CD Audio Sampling and Reconstruction

CD audio in a nutshell

The original audio signal is sampled at a rate of 44.1kHz. Each sample is digitised, using an analogue to digital converter (ADC) with 16-bit resolution. By clever means this binary data is stored on a plastic disc. In the CD player a laser diode reads off the data, and via various decoding and error correction methods, the original 16-bit data is accurately recovered. This data is fed to a digital to analogue converter (DAC) which recovers the original audio signal. This is then amplified in the usual way before going to loudspeakers or headphones.

The big complication comes from a fundamental restriction on sampling. The Nyquist criterion says that the original signal can only be recovered if the sampling rate is at least twice as high as the highest frequency component in the audio. Putting it the other way round, for a given sampling rate the audio must not exceed the Nyquist limit of half the sampling rate. So at a sampling rate of 44.1kHz, as used by CD, the audio must not exceed 22.05kHz. A low-pass filter is needed to ensure this. Ideally it should pass everything up to about 20kHz, attenuate anything from 20 to 22.05kHz, and completely block anything above 22.05kHz. This is called the anti-aliasing filter. Any signals above 22.05kHz getting through will produce a digital output which is indistinguishable from that produced by a lower frequency, reflected around the Nyquist limit. So a signal at 23kHz would look exactly like one at 21.1kHz. This is aliasing. No filter is perfect, and the constraints of causality mean that a sharp amplitude response causes problems with phase response. Nevertheless, we can assume that a CD contains little signal above 20kHz and it cannot carry any signal above 22.05kHz.

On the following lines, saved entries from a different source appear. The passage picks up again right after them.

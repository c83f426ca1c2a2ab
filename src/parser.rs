//! Parser construction and evaluation.
//!
//! [`Parser::new`] validates a configuration once and closes over it; the
//! resulting parser is immutable and safely reusable across calls. Each
//! call runs the fixed pipeline
//!
//! ```text
//! input ──▶ parse_structure ──▶ resolve_expression ──▶ evaluate ──▶ T
//! ```
//!
//! with at most four adapter calls: `now`, the now-rounding, the offset
//! add, and the final rounding. There are no loops and no backtracking.

use std::fmt;

use crate::error::{ConfigError, ParseError};
use crate::resolve::{ResolvedExpression, resolve_expression};
use crate::structure::parse_structure;
use crate::unit::{ParseContext, ParserConfig, RoundDirection};

/// Per-call options for [`Parser::parse_with`]. Only the timezone can be
/// overridden; everything else is fixed at construction.
#[derive(Debug, Clone)]
pub struct ParseOptions<Z> {
    pub timezone: Option<Z>,
}

impl<Z> Default for ParseOptions<Z> {
    fn default() -> Self {
        Self { timezone: None }
    }
}

/// A reusable relative-time expression parser over an adapter's time type
/// `T` and timezone type `Z`.
pub struct Parser<T, Z> {
    config: ParserConfig<T, Z>,
}

impl<T, Z: fmt::Debug> fmt::Debug for Parser<T, Z> {
    fn fmt(&self, f: &mut fmt::Formatter<'_>) -> fmt::Result {
        f.debug_struct("Parser").field("config", &self.config).finish()
    }
}

impl<T, Z: Clone> Parser<T, Z> {
    /// Validate `config` and build a parser.
    ///
    /// # Errors
    ///
    /// [`ConfigError`] if the alias list or the unit table is empty.
    /// Configuration problems surface here, at construction, never on the
    /// request-serving parse path.
    pub fn new(config: ParserConfig<T, Z>) -> Result<Self, ConfigError> {
        if config.now_aliases.is_empty() {
            return Err(ConfigError::EmptyNowAliases);
        }
        if config.units.is_empty() {
            return Err(ConfigError::EmptyUnits);
        }
        Ok(Self { config })
    }

    /// Parse `input` with round-down semantics in the configured timezone.
    ///
    /// # Errors
    ///
    /// See [`ParseError`].
    pub fn parse(&self, input: &str) -> Result<T, ParseError> {
        self.parse_with(input, RoundDirection::default(), &ParseOptions::default())
    }

    /// Parse `input`, choosing how period boundaries round and optionally
    /// overriding the timezone for this call only.
    ///
    /// # Errors
    ///
    /// See [`ParseError`].
    pub fn parse_with(
        &self,
        input: &str,
        direction: RoundDirection,
        options: &ParseOptions<Z>,
    ) -> Result<T, ParseError> {
        let tokens = parse_structure(input)?;
        let resolved = resolve_expression(&tokens, &self.config)?;

        let ctx = ParseContext {
            timezone: options.timezone.clone().unwrap_or_else(|| self.config.timezone.clone()),
        };

        Ok(self.evaluate(&resolved, direction, &ctx))
    }

    // The fixed five-step pipeline; each step feeds the next.
    fn evaluate(&self, expr: &ResolvedExpression<'_, T, Z>, direction: RoundDirection, ctx: &ParseContext<Z>) -> T {
        let mut time = (self.config.now)(ctx);

        if let Some(unit) = expr.now_rounding {
            time = unit.round(direction)(time, ctx);
        }

        if let Some(offset) = &expr.offset {
            time = (offset.unit.add)(time, offset.amount, ctx);

            if let Some(unit) = expr.final_rounding {
                time = unit.round(direction)(time, ctx);
            }
        }

        time
    }
}

#[cfg(test)]
mod tests {
    use chrono::{DateTime, Duration, TimeZone, Utc};
    use chrono_tz::Tz;

    use super::*;
    use crate::error::Position;
    use crate::unit::UnitTable;
    use crate::units::{self, Time};

    /// Friday 2024-03-15, mid-morning, with sub-second precision.
    fn reference_instant(tz: &Tz) -> Time {
        let utc = Tz::UTC.with_ymd_and_hms(2024, 3, 15, 10, 30, 45).unwrap() + Duration::milliseconds(123);
        utc.with_timezone(tz)
    }

    /// Default configuration with `now` pinned to the reference instant.
    fn fixed_parser() -> Parser<Time, Tz> {
        let mut config = units::config(Tz::UTC);
        config.now = Box::new(|ctx| reference_instant(&ctx.timezone));
        Parser::new(config).unwrap()
    }

    fn fmt(time: &Time) -> String {
        time.format("%Y-%m-%dT%H:%M:%S%.3f").to_string()
    }

    #[test]
    fn round_down_cases() {
        let parser = fixed_parser();
        let cases = [
            ("now", "2024-03-15T10:30:45.123"),
            ("now/d", "2024-03-15T00:00:00.000"),
            ("now/w", "2024-03-11T00:00:00.000"),
            ("now/mo", "2024-03-01T00:00:00.000"),
            ("now/y", "2024-01-01T00:00:00.000"),
            ("now-1d", "2024-03-14T10:30:45.123"),
            ("now+1d", "2024-03-16T10:30:45.123"),
            ("now-7d", "2024-03-08T10:30:45.123"),
            ("now+5h", "2024-03-15T15:30:45.123"),
            ("now-30m", "2024-03-15T10:00:45.123"),
            ("now-1mo", "2024-02-15T10:30:45.123"),
            ("now+1y", "2025-03-15T10:30:45.123"),
            ("now/d-1d", "2024-03-14T00:00:00.000"),
            ("now/d+1d", "2024-03-16T00:00:00.000"),
            ("now-7d/d", "2024-03-08T00:00:00.000"),
            ("now-1mo/mo", "2024-02-01T00:00:00.000"),
            ("now-25d/mo", "2024-02-01T00:00:00.000"),
            ("now+1mo/y", "2024-01-01T00:00:00.000"),
            ("now/w-1d/d", "2024-03-10T00:00:00.000"),
            ("now/mo+1mo/mo", "2024-04-01T00:00:00.000"),
        ];

        for (expr, expected) in cases {
            let time = parser.parse(expr).unwrap();
            assert_eq!(fmt(&time), expected, "round-down {expr}");
        }
    }

    #[test]
    fn round_up_cases() {
        let parser = fixed_parser();
        let cases = [
            ("now/d", "2024-03-15T23:59:59.999"),
            ("now/h", "2024-03-15T10:59:59.999"),
            ("now/w", "2024-03-17T23:59:59.999"),
            ("now/mo", "2024-03-31T23:59:59.999"),
            ("now-7d/d", "2024-03-08T23:59:59.999"),
            ("now-7d/w", "2024-03-10T23:59:59.999"),
        ];

        for (expr, expected) in cases {
            let time = parser.parse_with(expr, RoundDirection::Up, &ParseOptions::default()).unwrap();
            assert_eq!(fmt(&time), expected, "round-up {expr}");
        }
    }

    #[test]
    fn offsets_and_rounding_compose_left_to_right() {
        // now/w-1d/d: round to start of week, step back a day, round that
        // day down. Check each prefix so an intermediate regression cannot
        // hide behind a coincidentally-correct final value.
        let parser = fixed_parser();
        assert_eq!(fmt(&parser.parse("now/w").unwrap()), "2024-03-11T00:00:00.000");
        assert_eq!(fmt(&parser.parse("now/w-1d").unwrap()), "2024-03-10T00:00:00.000");
        assert_eq!(fmt(&parser.parse("now/w-1d/d").unwrap()), "2024-03-10T00:00:00.000");
    }

    #[test]
    fn oversized_offsets_saturate_instead_of_panicking() {
        // Grammar-valid input with an absurd amount parses to chrono's
        // representable bound rather than crashing the caller.
        let parser = fixed_parser();
        let max = DateTime::<Utc>::MAX_UTC.with_timezone(&Tz::UTC);
        let min = DateTime::<Utc>::MIN_UTC.with_timezone(&Tz::UTC);

        assert_eq!(parser.parse("now+99999999999999999ms").unwrap(), max);
        assert_eq!(parser.parse("now+999999999999999d").unwrap(), max);
        assert_eq!(parser.parse("now-999999999999999d").unwrap(), min);
    }

    #[test]
    fn zero_offset_is_a_no_op() {
        let parser = fixed_parser();
        assert_eq!(fmt(&parser.parse("now-0d").unwrap()), "2024-03-15T10:30:45.123");
    }

    #[test]
    fn timezone_override_applies_to_this_call_only() {
        let parser = fixed_parser();
        let berlin = ParseOptions { timezone: Some(Tz::Europe__Berlin) };

        // 10:30:45 UTC is 11:30:45 in Berlin (CET, +01:00 in March before
        // the switch); start of the Berlin day is an hour before UTC's.
        let local = parser.parse_with("now/d", RoundDirection::Down, &berlin).unwrap();
        assert_eq!(fmt(&local), "2024-03-15T00:00:00.000");
        assert_eq!(fmt(&local.with_timezone(&Tz::UTC)), "2024-03-14T23:00:00.000");

        // The configured default is untouched.
        assert_eq!(fmt(&parser.parse("now/d").unwrap()), "2024-03-15T00:00:00.000");
    }

    #[test]
    fn structural_failures_surface_unchanged() {
        let parser = fixed_parser();
        let err = parser.parse("now/d/mo").unwrap_err();
        assert_eq!(err, ParseError::InvalidStructure { value: "now/d/mo".to_owned() });
    }

    #[test]
    fn value_failures_carry_their_position() {
        let parser = fixed_parser();
        let cases = [
            ("tomorrow", "tomorrow", Position::NowKeyword),
            ("now/q", "q", Position::NowRounding),
            ("now-1q", "q", Position::Offset),
            ("now-1d/q", "q", Position::FinalRounding),
        ];

        for (expr, value, position) in cases {
            let err = parser.parse(expr).unwrap_err();
            assert_eq!(err, ParseError::InvalidValue { value: value.to_owned(), position }, "{expr}");
        }
    }

    #[test]
    fn empty_alias_list_fails_at_construction() {
        let mut config = units::config(Tz::UTC);
        config.now_aliases.clear();
        assert_eq!(Parser::new(config).unwrap_err(), ConfigError::EmptyNowAliases);
    }

    #[test]
    fn empty_unit_table_fails_at_construction() {
        let mut config = units::config(Tz::UTC);
        config.units = UnitTable::new();
        assert_eq!(Parser::new(config).unwrap_err(), ConfigError::EmptyUnits);
    }

    #[test]
    fn parser_debug_elides_the_closures() {
        let parser = fixed_parser();
        let rendered = format!("{parser:?}");
        assert!(rendered.contains("now_aliases"));
        assert!(!rendered.contains("Fn"));
    }

    #[test]
    fn localized_configuration_parses_localized_expressions() {
        let mut config = units::config(Tz::Europe__Berlin);
        config.now = Box::new(|ctx| reference_instant(&ctx.timezone));
        config.now_aliases.push("jetzt".to_owned());
        let woche = units::units().remove("w").unwrap();
        let tage = units::units().remove("d").unwrap();
        config.units.insert("Woche".to_owned(), woche);
        config.units.insert("Tage".to_owned(), tage);

        let parser = Parser::new(config).unwrap();
        let time = parser.parse("jetzt/Woche-2Tage").unwrap();
        assert_eq!(fmt(&time), "2024-03-09T00:00:00.000");
    }
}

An issue similar to aliasing arises in the CD player. The bare output from the DAC includes both the wanted audio signal and unwanted image signals at higher frequencies. This can be seen in the 5kHz figure. The dark blue trace shows the original input sine wave. The red trace is the output from the DAC. The magenta trace shows the difference between this and the desired output (green); it is clear that the residual contains high frequency components. The CD player thus needs a low-pass filter, known as the reconstruction filter.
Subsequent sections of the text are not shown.